--- Exercise details ---
Your answer must be the full set of records, repeated exactly.

--- Dataset records ---
»»

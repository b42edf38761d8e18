//! Tracing/logging initialization.
//!
//! The filter comes from `RUST_LOG` (default `info`). Output is one JSON
//! object per event in deployments, or human-readable lines for local runs.

use core::str::FromStr;

use thiserror::Error;
use tracing_subscriber::EnvFilter;

const DEFAULT_FILTER: &str = "info";

/// Log line format.
#[derive(Debug, Clone, Copy, Default, PartialEq, Eq)]
pub enum LogFormat {
    #[default]
    Json,
    Pretty,
}

#[derive(Debug, Clone, Error, PartialEq, Eq)]
#[error("unknown log format `{0}` (expected `json` or `pretty`)")]
pub struct UnknownLogFormat(pub String);

impl FromStr for LogFormat {
    type Err = UnknownLogFormat;

    fn from_str(s: &str) -> Result<Self, Self::Err> {
        match s.trim().to_ascii_lowercase().as_str() {
            "json" => Ok(LogFormat::Json),
            "pretty" | "text" => Ok(LogFormat::Pretty),
            other => Err(UnknownLogFormat(other.to_string())),
        }
    }
}

/// Initialize tracing/logging for the process.
///
/// Safe to call multiple times (subsequent calls are no-ops).
pub fn init(format: LogFormat) {
    let filter = EnvFilter::try_from_default_env().unwrap_or_else(|_| EnvFilter::new(DEFAULT_FILTER));

    let builder = tracing_subscriber::fmt()
        .with_env_filter(filter)
        .with_timer(tracing_subscriber::fmt::time::SystemTime);

    let _ = match format {
        LogFormat::Json => builder.json().with_target(false).try_init(),
        LogFormat::Pretty => builder.with_target(true).try_init(),
    };
}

««

--- Completed task ---
repository b42edf38761d8e18
//! Tracing/logging initialization.
//!
//! The filter comes from `RUST_LOG` (default `info`). Output is one JSON
//! object per event in deployments, or human-readable lines for local runs.

use core::str::FromStr;

use thiserror::Error;
use tracing_subscriber::EnvFilter;

const DEFAULT_FILTER: &str = "info";

/// Log line format.
#[derive(Debug, Clone, Copy, Default, PartialEq, Eq)]
pub enum LogFormat {
    #[default]
    Json,
    Pretty,
}

#[derive(Debug, Clone, Error, PartialEq, Eq)]
#[error("unknown log format `{0}` (expected `json` or `pretty`)")]
pub struct UnknownLogFormat(pub String);

impl FromStr for LogFormat {
    type Err = UnknownLogFormat;

    fn from_str(s: &str) -> Result<Self, Self::Err> {
        match s.trim().to_ascii_lowercase().as_str() {
            "json" => Ok(LogFormat::Json),
            "pretty" | "text" => Ok(LogFormat::Pretty),
            other => Err(UnknownLogFormat(other.to_string())),
        }
    }
}

/// Initialize tracing/logging for the process.
///
/// Safe to call multiple times (subsequent calls are no-ops).
pub fn init(format: LogFormat) {
    let filter = EnvFilter::try_from_default_env().unwrap_or_else(|_| EnvFilter::new(DEFAULT_FILTER));

    let builder = tracing_subscriber::fmt()
        .with_env_filter(filter)
        .with_timer(tracing_subscriber::fmt::time::SystemTime);

    let _ = match format {
        LogFormat::Json => builder.json().with_target(false).try_init(),
        LogFormat::Pretty => builder.with_target(true).try_init(),
    };
}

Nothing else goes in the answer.